With reference to Fig. Fig.1,1, the insertion of rice linkage block 10 into 5 describes the present-day Triticeae group 1 chromosomes and oats chromosome A and is likely to be common to all Pooideae. Similarly, genomes of the Panicoideae species are all defined by the insertions of rice linkage blocks 9 into 7 and 10 into 3. All of these rearrangements are likely to date back 60–100 millions of years to the early radiation of the Poaceae. As to which arrangement, if any of those extant today, is the most primitive is still not clear. However, parsimony would argue that the fact that rice linkage block 10, freestanding in rice, is today found in two different chromosomal environments in the Pooideae and the Panicoideae indicates that the rice genome itself is the most primitive.

Comparison of the organization of the different grass genomes raises the interesting question of why any of these chromosome rearrangements have occurred and become fixed. Triticeae cereals, represented by the D genome of hexaploid bread wheat, and rice comparative maps (Fig. (Fig.22A) can, within the limits of the present analysis, be drawn with only 11 breaks in colinearity, despite the fact that their chromosome numbers are different (x = 7 and 12 respectively). Wheat and rye (4) or wheat and Aegilops umbellulata [Fig. 2B; after Zhang et al. (16)], on the other hand, all with the same basic chromosome reference (x = 7), show 11 and 12 breaks in colinearity, respectively, even though they have diverged after speciation less than eight million years ago. These results must be considered alongside comparisons of the D genome of bread wheat and the barley, Hordeum vulgare, genome, which diverged before wheat and rye, and shows almost complete colinearity. Plainly, in some instances, divergence of genome structure appears to be driven possibly to reinforce the process of speciation. Whatever the underlying mechanisms, the assumption that these events occur randomly and thus can be used as a measure of evolutionary time (17) appears to be unwarranted.

Figure 2
Comparative maps of the wheat genome described in terms of the rice genome (A) and the Ae. umbellulata genome (B). (A) Data from Kurata et al. (6), Van Deynze et al. (30), and unpublished work. (B) Data from Zhang et al. (9).

Major Duplications

Much work is still required to develop the consensus map to be universally useful as an accurately predictive tool. Some regions (the hatched areas in Fig. Fig.1)1) are, as yet, very poorly defined. Indeed, very few intragenomic duplications, besides the major duplication involving the short arms of rice chromosomes 11 and 12 (18), have been described. There are, however, likely to be many of these, judging by the frequency that single-copy RFLP probes in one species show two or more hybridizing DNA fragments in others. Their definition and the identification of odd nonhomoeologous copies of genes, such as sedoheptulose-1,7-bishosphatase (19) and acyl carrier proteins (20) in wheat, are vital to the interpretation of apparently noncolinear, intergenomic mapping information.
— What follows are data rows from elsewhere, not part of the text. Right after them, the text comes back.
//! The wizard's step-gating state machine.
//!
//! Every transition here is an in-memory merge that cannot fail. Forward
//! navigation that is not allowed yet is silently ignored; the `bool` returned
//! by navigation methods only reports whether anything changed.

use std::collections::BTreeMap;

use serde::{Deserialize, Serialize};
use serde_json::Value;
use tracing::debug;
use uuid::Uuid;

use crate::client::ResumeFile;
use crate::step::WizardStep;
use crate::types::{AiQuestion, Analysis, OptimizedResume};

/// Job description and resume text must be strictly longer than this (in characters).
pub const MIN_CONTENT_CHARS: usize = 50;

#[derive(Debug, Clone, Copy, Default, PartialEq, Eq, Serialize, Deserialize)]
#[serde(rename_all = "lowercase")]
pub enum JobSource {
    Url,
    #[default]
    Text,
}

#[derive(Debug, Clone, Copy, Default, PartialEq, Eq, Serialize, Deserialize)]
#[serde(rename_all = "lowercase")]
pub enum ResumeSource {
    #[default]
    File,
    Text,
}

#[derive(Debug, Clone, Default, PartialEq)]
pub struct JobDescriptionInput {
    pub source: JobSource,
    pub url: Option<String>,
    pub raw_text: String,
    pub parsed: Option<Value>,
    pub is_loading: bool,
    pub error: Option<String>,
}

#[derive(Debug, Clone, Default, PartialEq)]
pub struct ResumeInput {
    pub source: ResumeSource,
    pub file: Option<ResumeFile>,
    pub file_name: Option<String>,
    pub raw_text: String,
    pub parsed: Option<Value>,
    pub is_loading: bool,
    pub error: Option<String>,
}

#[derive(Debug, Clone, Default, PartialEq)]
pub struct AnalysisState {
    pub is_loading: bool,
    pub data: Option<Analysis>,
    pub questions: Vec<AiQuestion>,
    /// Question id → answer text.
    pub answers: BTreeMap<String, String>,
    /// Always `< questions.len()`, or 0 when there are no questions.
    pub current_question_index: usize,
    pub error: Option<String>,
}

#[derive(Debug, Clone, PartialEq)]
pub struct WizardState {
    pub(crate) session_id: Option<Uuid>,
    pub(crate) current_step: WizardStep,
    pub(crate) job_description: JobDescriptionInput,
    pub(crate) resume: ResumeInput,
    pub(crate) analysis: AnalysisState,
    pub(crate) optimized_resume: Option<OptimizedResume>,
    pub(crate) is_optimizing: bool,
}

impl Default for WizardState {
    fn default() -> Self {
        Self {
            session_id: None,
            current_step: WizardStep::JobDescription,
            job_description: JobDescriptionInput::default(),
            resume: ResumeInput::default(),
            analysis: AnalysisState::default(),
            optimized_resume: None,
            is_optimizing: false,
        }
    }
}

fn has_content(text: &str) -> bool {
    text.chars().count() > MIN_CONTENT_CHARS
}

impl WizardState {
    pub fn new() -> Self {
        Self::default()
    }

    pub fn session_id(&self) -> Option<Uuid> {
        self.session_id
    }

    pub fn current_step(&self) -> WizardStep {
        self.current_step
    }

    pub fn job_description(&self) -> &JobDescriptionInput {
        &self.job_description
    }

    pub fn resume(&self) -> &ResumeInput {
        &self.resume
    }

    pub fn analysis(&self) -> &AnalysisState {
        &self.analysis
    }

    pub fn optimized_resume(&self) -> Option<&OptimizedResume> {
        self.optimized_resume.as_ref()
    }

    pub fn is_optimizing(&self) -> bool {
        self.is_optimizing
    }

    pub fn current_question(&self) -> Option<&AiQuestion> {
        self.analysis
            .questions
            .get(self.analysis.current_question_index)
    }

    // ── Navigation ──────────────────────────────────────────────────────────

    /// Whether the wizard may move to `step` given what has been entered so far.
    pub fn can_proceed(&self, step: WizardStep) -> bool {
        match step {
            WizardStep::JobDescription => true,
            WizardStep::Resume => has_content(&self.job_description.raw_text),
            WizardStep::Questions => {
                has_content(&self.job_description.raw_text)
                    && (has_content(&self.resume.raw_text) || self.resume.file.is_some())
            }
            WizardStep::Review => self.analysis.data.is_some(),
            WizardStep::Export => self.optimized_resume.is_some(),
        }
    }

    pub fn go_to_step(&mut self, target: WizardStep) -> bool {
        if !self.can_proceed(target) {
            debug!("Step {} is not reachable yet", target.number());
            return false;
        }
        self.current_step = target;
        true
    }

    pub fn advance(&mut self) -> bool {
        match self.current_step.next() {
            Some(next) if self.can_proceed(next) => {
                self.current_step = next;
                true
            }
            _ => false,
        }
    }

    pub fn retreat(&mut self) -> bool {
        match self.current_step.previous() {
            Some(previous) => {
                self.current_step = previous;
                true
            }
            None => false,
        }
    }

    // ── Job description ─────────────────────────────────────────────────────

    pub fn set_job_source(&mut self, source: JobSource) {
        self.job_description.source = source;
    }

    pub fn set_job_url(&mut self, url: impl Into<String>) {
        self.job_description.url = Some(url.into());
    }

    pub fn set_job_text(&mut self, text: impl Into<String>) {
        self.job_description.raw_text = text.into();
    }

    pub fn set_job_parsed(&mut self, parsed: Value) {
        self.job_description.parsed = Some(parsed);
    }

    pub fn set_job_loading(&mut self, is_loading: bool) {
        self.job_description.is_loading = is_loading;
    }

    pub fn set_job_error(&mut self, error: Option<String>) {
        self.job_description.error = error;
    }

    // ── Resume ──────────────────────────────────────────────────────────────

    pub fn set_resume_source(&mut self, source: ResumeSource) {
        self.resume.source = source;
    }

    /// Attaches a file and records its name.
    pub fn set_resume_file(&mut self, file: ResumeFile) {
        self.resume.file_name = Some(file.name.clone());
        self.resume.file = Some(file);
    }

    pub fn set_resume_text(&mut self, text: impl Into<String>) {
        self.resume.raw_text = text.into();
    }

    pub fn set_resume_parsed(&mut self, parsed: Value) {
        self.resume.parsed = Some(parsed);
    }

    pub fn set_resume_loading(&mut self, is_loading: bool) {
        self.resume.is_loading = is_loading;
    }

    pub fn set_resume_error(&mut self, error: Option<String>) {
        self.resume.error = error;
    }

    // ── Analysis & questions ────────────────────────────────────────────────

    pub fn set_analysis_loading(&mut self, is_loading: bool) {
        self.analysis.is_loading = is_loading;
    }

    /// Records an analysis result and replaces the question list with its
    /// questions. The question pointer restarts at the first question and
    /// answers to questions that no longer exist are dropped.
    pub fn set_analysis_data(&mut self, data: Analysis) {
        let questions = data.questions.clone();
        self.analysis
            .answers
            .retain(|id, _| questions.iter().any(|q| &q.id == id));
        self.analysis.questions = questions;
        self.analysis.current_question_index = 0;
        self.analysis.data = Some(data);
    }

    pub fn set_analysis_error(&mut self, error: Option<String>) {
        self.analysis.error = error;
    }

    /// Records or overwrites the answer to a question the user has been shown.
    /// Answers for unknown or not-yet-shown questions are ignored.
    pub fn answer_question(&mut self, question_id: &str, text: impl Into<String>) -> bool {
        let shown = self
            .analysis
            .questions
            .iter()
            .take(self.analysis.current_question_index + 1)
            .any(|q| q.id == question_id);
        if !shown {
            debug!("Ignoring answer for question {question_id}: not shown");
            return false;
        }
        self.analysis
            .answers
            .insert(question_id.to_string(), text.into());
        true
    }

    pub fn next_question(&mut self) -> bool {
        self.step_question_pointer()
    }

    /// Moves past the current question without answering it. Currently the
    /// same transition as [`WizardState::next_question`].
    pub fn skip_question(&mut self) -> bool {
        self.step_question_pointer()
    }

    fn step_question_pointer(&mut self) -> bool {
        let analysis = &mut self.analysis;
        if analysis.current_question_index + 1 < analysis.questions.len() {
            analysis.current_question_index += 1;
            true
        } else {
            false
        }
    }

    // ── Optimization ────────────────────────────────────────────────────────

    pub fn set_optimized_resume(&mut self, resume: OptimizedResume) {
        self.optimized_resume = Some(resume);
    }

    pub fn set_optimizing(&mut self, is_optimizing: bool) {
        self.is_optimizing = is_optimizing;
    }

    /// Start over: every step's input is cleared, the session is forgotten, and
    /// the wizard returns to the first step.
    pub fn reset(&mut self) {
        *self = WizardState::default();
    }
}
Colinearity at Micro Level

To date the comparative information derives only from the location of a limited number of genes and anonymous DNA sequences, often spaced at many millions of DNA base pairs apart, that have been cross-mapped in different genomes. This does not provide the answer to the key questions as to whether all of the genes are present in the same order, or whether individual species have some unique genes that have arisen to cope with the special and different environments to which each species is adapted. Moreover, the regions that appear colinear at the genetic map level could still be considerably rearranged at the micro level. The answers are vital to those teams that are now embarked on comparative map-based gene-isolation experiments, in which the relatively small genome and extensive genomic tools available in rice are being exploited to isolate genes of importance in grass-crop species with much larger genomes.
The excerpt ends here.